Final answer:
MHC class I and II molecules gain their diversity from genetic polymorphisms, particularly in the regions that form the antigen-binding cleft. This variability allows the immune system to recognize a broad array of antigens. The diversity is encoded in the genome and further increased by mechanisms such as gene conversion and recombination.
Step-by-step explanation:
MHC class I and MHC class II molecules derive their diversity from the variability in their antigen-binding cleft, which is crucial for presenting different antigens to the immune system. MHC I molecules have an antigen-binding cleft formed by the α1 and α2 domains and are found on all nucleated cells. They present both normal self-antigens and abnormal or nonself pathogens to effector T cells involved in cellular immunity. On the other hand, MHC II molecules, which are only found on professional antigen-presenting cells like macrophages, dendritic cells, and B cells, have an antigen-binding cleft formed by the α1 and β1 domains. They present abnormal or nonself pathogen antigens for the initial activation of T cells.

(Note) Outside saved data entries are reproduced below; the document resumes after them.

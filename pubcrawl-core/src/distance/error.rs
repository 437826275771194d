use thiserror::Error;

use crate::{PubIndex, RouteElement};

/// Errors from [`crate::DistanceOracle`] and [`crate::DirectionsProvider`]
/// implementations.
#[derive(Debug, Clone, PartialEq, Eq, Error)]
pub enum DistanceError {
    /// No coordinates were provided.
    ///
    /// Callers should pre-filter input to avoid this condition.
    #[error("at least one coordinate is required")]
    EmptyInput,
    /// The routing service could not be reached.
    #[error("network error contacting {url}: {message}")]
    Network {
        /// Requested URL.
        url: String,
        /// Underlying transport message.
        message: String,
    },
    /// The request exceeded its timeout.
    #[error("request to {url} timed out after {timeout_secs}s")]
    Timeout {
        /// Requested URL.
        url: String,
        /// Configured timeout in seconds.
        timeout_secs: u64,
    },
    /// The routing service answered with a non-success HTTP status.
    #[error("HTTP {status} from {url}: {message}")]
    Http {
        /// Requested URL.
        url: String,
        /// HTTP status code.
        status: u16,
        /// Error message.
        message: String,
    },
    /// The routing service rejected the request.
    #[error("routing service error {code}: {message}")]
    Service {
        /// Service-specific status code, e.g. `"NoRoute"`.
        code: String,
        /// Service-provided message.
        message: String,
    },
    /// The response body could not be interpreted.
    #[error("failed to parse routing response: {message}")]
    Parse {
        /// Description of the failure.
        message: String,
    },
    /// The response did not contain one distance per requested coordinate.
    #[error("expected {expected} distances but received {actual}")]
    LengthMismatch {
        /// Number of distances requested.
        expected: usize,
        /// Number of distances received.
        actual: usize,
    },
}

/// A route element pair whose distance cannot be resolved.
///
/// Every venue on a route must belong to the candidate set whose endpoint
/// distances were fetched before optimisation began, so these errors signal
/// a programming fault rather than bad input.
#[derive(Debug, Clone, PartialEq, Eq, Error)]
pub enum DistanceLookupError {
    /// A venue index lies outside the distance matrix.
    #[error("pub {index} is outside the distance matrix")]
    OutOfRange {
        /// The offending index.
        index: PubIndex,
    },
    /// An endpoint leg was never fetched for this venue.
    #[error("distance unavailable for {from} -> {to}")]
    Unavailable {
        /// Leg origin.
        from: RouteElement,
        /// Leg destination.
        to: RouteElement,
    },
    /// The pair can never be resolved, e.g. start to end or a venue back to
    /// the start.
    #[error("invalid route leg {from} -> {to}")]
    InvalidPair {
        /// Leg origin.
        from: RouteElement,
        /// Leg destination.
        to: RouteElement,
    },
}
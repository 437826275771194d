//! Planar corridor geometry between a start and end coordinate.
//!
//! Both helpers treat longitude/latitude degrees as a flat plane. That is
//! only accurate at city scale, which is the scale crawls are planned at.

use geo::Coord;

/// Rough length of one degree, in meters, used to scale planar distances.
pub const METERS_PER_DEGREE: f64 = 111_000.0;

/// Normalised position of `point` projected onto the segment `start -> end`.
///
/// Returns `0.0` at `start`, `1.0` at `end`, and clamps projections that fall
/// outside the segment. A degenerate segment (`start == end`) yields `0.0`.
///
/// # Examples
/// ```
/// use geo::Coord;
/// use pubcrawl_core::geometry::progress;
///
/// let start = Coord { x: 0.0, y: 0.0 };
/// let end = Coord { x: 2.0, y: 0.0 };
/// assert_eq!(progress(start, end, Coord { x: 0.5, y: 3.0 }), 0.25);
/// assert_eq!(progress(start, end, Coord { x: -1.0, y: 0.0 }), 0.0);
/// assert_eq!(progress(start, start, Coord { x: 1.0, y: 1.0 }), 0.0);
/// ```
#[must_use]
pub fn progress(start: Coord<f64>, end: Coord<f64>, point: Coord<f64>) -> f64 {
    let axis = end - start;
    let offset = point - start;
    let length_sq = axis.x * axis.x + axis.y * axis.y;
    if length_sq == 0.0 {
        return 0.0;
    }
    let t = (offset.x * axis.x + offset.y * axis.y) / length_sq;
    t.clamp(0.0, 1.0)
}

/// Perpendicular distance in meters from `point` to the line through
/// `start` and `end`.
///
/// The line is unbounded, so points beyond either endpoint are measured
/// against its extension. A degenerate segment falls back to the straight-line
/// distance from `start`.
///
/// # Examples
/// ```
/// use geo::Coord;
/// use pubcrawl_core::geometry::{METERS_PER_DEGREE, corridor_distance};
///
/// let start = Coord { x: 0.0, y: 0.0 };
/// let end = Coord { x: 1.0, y: 0.0 };
/// let width = corridor_distance(start, end, Coord { x: 0.3, y: 0.01 });
/// assert!((width - 0.01 * METERS_PER_DEGREE).abs() < 1e-6);
/// ```
#[must_use]
pub fn corridor_distance(start: Coord<f64>, end: Coord<f64>, point: Coord<f64>) -> f64 {
    let axis = end - start;
    let offset = point - start;
    let length = axis.x.hypot(axis.y);
    if length == 0.0 {
        return offset.x.hypot(offset.y) * METERS_PER_DEGREE;
    }
    let cross = (axis.x * offset.y - axis.y * offset.x).abs();
    cross / length * METERS_PER_DEGREE
}
//! Routing services backed by OSRM.
//!
//! [`OsrmClient`] implements the synchronous
//! [`DistanceOracle`](pubcrawl_core::DistanceOracle) and
//! [`DirectionsProvider`](pubcrawl_core::DirectionsProvider) traits over
//! OSRM's HTTP API.

mod osrm;
mod provider;

#[cfg(any(test, feature = "test-support"))]
pub mod test_support;

pub use provider::{
    DEFAULT_BASE_URL, DEFAULT_PROFILE, DEFAULT_USER_AGENT, OsrmClient, OsrmClientConfig,
    ProviderBuildError,
};
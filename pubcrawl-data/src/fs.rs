//! Capability-based file access for artefacts and venue data.
//!
//! Every helper resolves an ambient directory for the path's parent and
//! performs the operation relative to it through `cap-std`.

use std::io;
use std::path::Component;

use camino::{Utf8Path, Utf8PathBuf};
use cap_std::{ambient_authority, fs_utf8};

/// Open `path` for reading.
///
/// # Errors
///
/// Returns the underlying IO error when the file cannot be opened.
pub fn open_file(path: &Utf8Path) -> io::Result<fs_utf8::File> {
    fs_utf8::File::open_ambient(path, ambient_authority())
}

/// Create or truncate `path` for writing, creating missing parent
/// directories first.
///
/// # Errors
///
/// Returns the underlying IO error when a directory or the file cannot be
/// created.
pub fn create_file(path: &Utf8Path) -> io::Result<fs_utf8::File> {
    ensure_parent_dir(path)?;
    let (dir, name) = parent_dir_and_name(path)?;
    dir.create(name)
}

/// Return whether `path` is a regular file.
///
/// # Errors
///
/// Returns the underlying IO error when the parent directory cannot be
/// opened or the entry cannot be inspected; a missing entry reports
/// [`io::ErrorKind::NotFound`].
pub fn is_file(path: &Utf8Path) -> io::Result<bool> {
    let (dir, name) = parent_dir_and_name(path)?;
    dir.metadata(name.as_str()).map(|meta| meta.is_file())
}

/// Create the parent directory of `path` and any missing ancestors.
///
/// # Errors
///
/// Returns the underlying IO error when a directory cannot be created.
pub fn ensure_parent_dir(path: &Utf8Path) -> io::Result<()> {
    let Some(parent) = path.parent() else {
        return Ok(());
    };
    if parent.as_str().is_empty() {
        return Ok(());
    }
    let (base, relative) = split_base(parent)?;
    if relative.as_str().is_empty() {
        return Ok(());
    }
    base.create_dir_all(&relative)
}

fn parent_dir_and_name(path: &Utf8Path) -> io::Result<(fs_utf8::Dir, String)> {
    let name = path
        .file_name()
        .ok_or_else(|| io::Error::other(format!("{path} does not name a file")))?
        .to_owned();
    let parent = match path.parent() {
        Some(parent) if !parent.as_str().is_empty() => parent,
        _ => Utf8Path::new("."),
    };
    let dir = fs_utf8::Dir::open_ambient_dir(parent, ambient_authority())?;
    Ok((dir, name))
}

/// Split `dir` into an ambient base directory and the relative remainder.
fn split_base(dir: &Utf8Path) -> io::Result<(fs_utf8::Dir, Utf8PathBuf)> {
    let std_dir = dir.as_std_path();
    let base = match std_dir.components().next() {
        Some(Component::Prefix(prefix)) => {
            let prefix = prefix
                .as_os_str()
                .to_str()
                .ok_or_else(|| io::Error::other("non-UTF-8 path prefix"))?;
            Utf8PathBuf::from(prefix).join(std::path::MAIN_SEPARATOR.to_string())
        }
        Some(Component::RootDir) => Utf8PathBuf::from(std::path::MAIN_SEPARATOR.to_string()),
        _ => Utf8PathBuf::from("."),
    };
    let relative = dir
        .strip_prefix(&base)
        .map_or_else(|_| dir.to_owned(), Utf8Path::to_path_buf);
    let handle = fs_utf8::Dir::open_ambient_dir(&base, ambient_authority())?;
    Ok((handle, relative))
}
//! 2-opt local search.

use pubcrawl_core::{PlanError, Route};

use crate::distance::DistanceAccessor;
use crate::objective::refinement_objective;
use crate::progress::ProgressTable;

/// Shared inputs for refining tours within one planning call.
#[derive(Debug, Clone, Copy)]
pub(crate) struct Refiner<'a> {
    pub(crate) distances: DistanceAccessor<'a>,
    pub(crate) progress: &'a ProgressTable,
    pub(crate) uniformity_weight: f64,
    pub(crate) progress_threshold: f64,
}

impl Refiner<'_> {
    /// Apply first-improvement 2-opt until no segment reversal helps.
    ///
    /// Reversals that break the forward-progress constraint are skipped, and
    /// only strict improvements are accepted, so the result never scores worse
    /// than `route`. Tours with fewer than two venues have no segment to
    /// reverse and are returned as they are.
    pub(crate) fn two_opt(&self, route: Route) -> Result<Route, PlanError> {
        if route.pub_count() < 2 {
            return Ok(route);
        }
        let mut best = route;
        let mut best_score = self.score(&best)?;

        'scan: loop {
            let last_interior = best.len().saturating_sub(2);
            for i in 1..last_interior {
                for j in (i + 1)..=last_interior {
                    let Some(candidate) = best.with_reversed_segment(i, j) else {
                        continue;
                    };
                    if self
                        .progress
                        .violates(&candidate, self.progress_threshold)?
                    {
                        continue;
                    }
                    let score = self.score(&candidate)?;
                    if score < best_score {
                        best = candidate;
                        best_score = score;
                        continue 'scan;
                    }
                }
            }
            break;
        }

        Ok(best)
    }

    fn score(&self, route: &Route) -> Result<f64, PlanError> {
        Ok(refinement_objective(
            route,
            self.uniformity_weight,
            &self.distances,
        )?)
    }
}
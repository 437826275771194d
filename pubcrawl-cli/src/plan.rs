//! Plan command implementation.

use camino::{Utf8Path, Utf8PathBuf};
use clap::Parser;
use log::{info, warn};
use ortho_config::{OrthoConfig, SubcmdConfigMerge};
use pubcrawl_core::{PlanRequest, PlanStatus, Planner};
use pubcrawl_data::fs::open_file;
use pubcrawl_data::{load_matrix_for, load_pubs};
use pubcrawl_planner::{CrawlPlanner, PlannerConfig, navigation_legs};
use serde::{Deserialize, Serialize};
use std::io::{BufReader, Write};
use std::time::Duration;

use crate::report::{PlanReport, write_json};
use crate::{
    ARG_ARTEFACTS_DIR, ARG_DIRECTIONS, ARG_MATRIX, ARG_MAX_SOLVE_MS, ARG_OSRM_BASE_URL,
    ARG_OSRM_PROFILE, ARG_OSRM_TIMEOUT_SECS, ARG_PLAN_REQUEST, ARG_PUBS, ARG_SAMPLE_COUNT,
    CliError, ENV_PLAN_REQUEST, MATRIX_FILE, OsrmServiceBuilder, PUBS_FILE, RoutingConfig,
    RoutingServiceBuilder, require_existing,
};

/// CLI arguments for the `plan` subcommand.
#[derive(Debug, Clone, Parser, Deserialize, Serialize, OrthoConfig, Default)]
#[command(
    long_about = "Plan a pub crawl by loading prepared artefacts (pubs.json, \
                 distances.bin) and querying an OSRM instance for distances \
                 from the start and to the end. The request itself is \
                 provided as a JSON-encoded PlanRequest.",
    about = "Plan a pub crawl"
)]
#[ortho_config(prefix = "PUBCRAWL")]
pub(crate) struct PlanArgs {
    /// Path to a JSON file containing a PlanRequest.
    #[arg(value_name = "path")]
    #[serde(default)]
    pub(crate) request_path: Option<Utf8PathBuf>,
    /// Directory containing the default artefact filenames.
    #[arg(long = ARG_ARTEFACTS_DIR, value_name = "dir")]
    #[serde(default)]
    pub(crate) artefacts_dir: Option<Utf8PathBuf>,
    /// Override the path to the venue list (`pubs.json`).
    #[arg(long = ARG_PUBS, value_name = "path")]
    #[serde(default)]
    pub(crate) pubs: Option<Utf8PathBuf>,
    /// Override the path to the distance matrix (`distances.bin`).
    #[arg(long = ARG_MATRIX, value_name = "path")]
    #[serde(default)]
    pub(crate) matrix: Option<Utf8PathBuf>,
    /// Base URL for the OSRM server (e.g. "http://localhost:5005").
    #[arg(long = ARG_OSRM_BASE_URL, value_name = "url")]
    #[serde(default)]
    pub(crate) osrm_base_url: Option<String>,
    /// OSRM routing profile (default "foot").
    #[arg(long = ARG_OSRM_PROFILE, value_name = "profile")]
    #[serde(default)]
    pub(crate) osrm_profile: Option<String>,
    /// Per-request timeout in seconds.
    #[arg(long = ARG_OSRM_TIMEOUT_SECS, value_name = "secs")]
    #[serde(default)]
    pub(crate) osrm_timeout_secs: Option<u64>,
    /// Number of random subsets drawn for short crawls.
    #[arg(long = ARG_SAMPLE_COUNT, value_name = "count")]
    #[serde(default)]
    pub(crate) sample_count: Option<usize>,
    /// Wall-clock budget for the search in milliseconds.
    #[arg(long = ARG_MAX_SOLVE_MS, value_name = "ms")]
    #[serde(default)]
    pub(crate) max_solve_ms: Option<u64>,
    /// Fetch turn-by-turn directions for every leg.
    #[arg(long = ARG_DIRECTIONS)]
    #[serde(default, skip_serializing_if = "std::ops::Not::not")]
    pub(crate) directions: bool,
}

impl PlanArgs {
    pub(crate) fn into_config(self) -> Result<PlanConfig, CliError> {
        let merged = self.load_and_merge().map_err(CliError::Configuration)?;
        PlanConfig::try_from(merged)
    }
}

/// Resolved `plan` command configuration.
#[derive(Debug, Clone, PartialEq)]
pub(crate) struct PlanConfig {
    /// Path to the JSON request file.
    pub(crate) request_path: Utf8PathBuf,
    /// Path to the venue list.
    pub(crate) pubs: Utf8PathBuf,
    /// Path to the distance matrix artefact.
    pub(crate) matrix: Utf8PathBuf,
    /// Routing service connection.
    pub(crate) routing: RoutingConfig,
    /// Planner tuning.
    pub(crate) planner: PlannerConfig,
    /// Whether to fetch directions for each leg.
    pub(crate) directions: bool,
}

impl PlanConfig {
    pub(crate) fn validate_sources(&self) -> Result<(), CliError> {
        require_existing(&self.request_path, ARG_PLAN_REQUEST)?;
        require_existing(&self.pubs, ARG_PUBS)?;
        require_existing(&self.matrix, ARG_MATRIX)?;
        Ok(())
    }
}

impl TryFrom<PlanArgs> for PlanConfig {
    type Error = CliError;

    fn try_from(args: PlanArgs) -> Result<Self, Self::Error> {
        let request_path = args.request_path.ok_or(CliError::MissingArgument {
            field: ARG_PLAN_REQUEST,
            env: ENV_PLAN_REQUEST,
        })?;

        let artefacts_dir = args.artefacts_dir.unwrap_or_else(|| Utf8PathBuf::from("."));
        let pubs = args.pubs.unwrap_or_else(|| artefacts_dir.join(PUBS_FILE));
        let matrix = args
            .matrix
            .unwrap_or_else(|| artefacts_dir.join(MATRIX_FILE));

        let mut planner = PlannerConfig::default();
        if let Some(samples) = args.sample_count {
            planner = planner.with_sample_count(samples);
        }
        if let Some(ms) = args.max_solve_ms {
            planner = planner.with_max_solve_time(Some(Duration::from_millis(ms)));
        }

        Ok(Self {
            request_path,
            pubs,
            matrix,
            routing: RoutingConfig::from_overrides(
                args.osrm_base_url,
                args.osrm_profile,
                args.osrm_timeout_secs,
            ),
            planner,
            directions: args.directions,
        })
    }
}

pub(crate) fn run_plan(args: PlanArgs) -> Result<(), CliError> {
    let mut stdout = std::io::stdout().lock();
    run_plan_with(args, &OsrmServiceBuilder, &mut stdout)
}

pub(crate) fn run_plan_with(
    args: PlanArgs,
    builder: &dyn RoutingServiceBuilder,
    writer: &mut dyn Write,
) -> Result<(), CliError> {
    let report = execute_plan(args, builder)?;
    write_json(writer, &report)
}

fn execute_plan(
    args: PlanArgs,
    builder: &dyn RoutingServiceBuilder,
) -> Result<PlanReport, CliError> {
    let config = args.into_config()?;
    config.validate_sources()?;
    let request = load_plan_request(&config.request_path)?;
    request
        .validate()
        .map_err(|source| CliError::InvalidPlanRequest {
            path: config.request_path.clone(),
            source,
        })?;

    let registry = load_pubs(&config.pubs)?;
    let matrix = load_matrix_for(&config.matrix, &registry)?;
    let service = builder.build(&config.routing)?;
    let planner =
        CrawlPlanner::with_config(registry, matrix, service.as_ref(), config.planner.clone())?;

    let response = planner
        .plan(&request)
        .map_err(|source| CliError::Plan { source })?;
    info!(
        "planned {} of {} pubs, {:.0} m",
        response.route.pub_count(),
        request.count,
        response.total_distance_meters
    );
    if response.status == PlanStatus::NoFeasibleRoute {
        warn!("no route satisfies the forward-progress constraint");
    }

    let report = PlanReport::new(&response, planner.registry());
    if !config.directions {
        return Ok(report);
    }
    let legs = navigation_legs(
        &response.route,
        planner.registry(),
        request.start,
        request.end,
        service.as_ref(),
    )?;
    Ok(report.with_legs(&response, planner.registry(), legs))
}

/// Loads a JSON-encoded [`PlanRequest`] from disk.
pub(crate) fn load_plan_request(path: &Utf8Path) -> Result<PlanRequest, CliError> {
    let file = open_file(path).map_err(|source| CliError::OpenPlanRequest {
        path: path.to_path_buf(),
        source,
    })?;
    let reader = BufReader::new(file);
    serde_json::from_reader(reader).map_err(|source| CliError::ParsePlanRequest {
        path: path.to_path_buf(),
        source,
    })
}

#[cfg(test)]
pub(crate) fn config_from_layers_for_test(
    layers: Vec<ortho_config::MergeLayer<'static>>,
) -> Result<PlanConfig, CliError> {
    let merged = PlanArgs::merge_from_layers(layers).map_err(CliError::from)?;
    PlanConfig::try_from(merged)
}
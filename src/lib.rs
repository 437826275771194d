//! Facade crate for the pub crawl planning engine.
//!
//! This crate re-exports the core domain types and exposes the planner, the
//! OSRM-backed routing client and artefact persistence behind feature flags.

#![forbid(unsafe_code)]

pub use pubcrawl_core::{
    Diagnostics, DirectionsProvider, DistanceError, DistanceMatrix, DistanceOracle, PlanError,
    PlanRequest, PlanResponse, PlanStatus, Planner, Pub, PubIndex, PubRegistry, Route,
    RouteElement, RouteLeg,
};

#[cfg(feature = "planner")]
pub use pubcrawl_planner::{CrawlPlanner, PlannerConfig, navigation_legs};

#[cfg(feature = "osrm")]
pub use pubcrawl_data::routing::{OsrmClient, OsrmClientConfig};

#[cfg(feature = "osrm")]
pub use pubcrawl_data::{
    LoadError, MatrixArtefact, PrecomputeError, load_matrix_for, load_pubs,
    precompute_distance_matrix, write_matrix_artefact,
};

Both MHC I and MHC II molecules are transmembrane glycoproteins that exhibit polymorphism, especially in the regions that form the antigen-binding cleft. This polymorphism is a result of multiple alleles within the MHC gene family, which leads to the expression of a diverse set of molecules, each capable of binding to a distinct set of peptides. This genetic diversity is further increased by the process of gene conversion and recombination, which contributes significantly to the variability in the populations. It is this genetic variation that equips the immune system with the ability to recognize a wide spectrum of pathogens.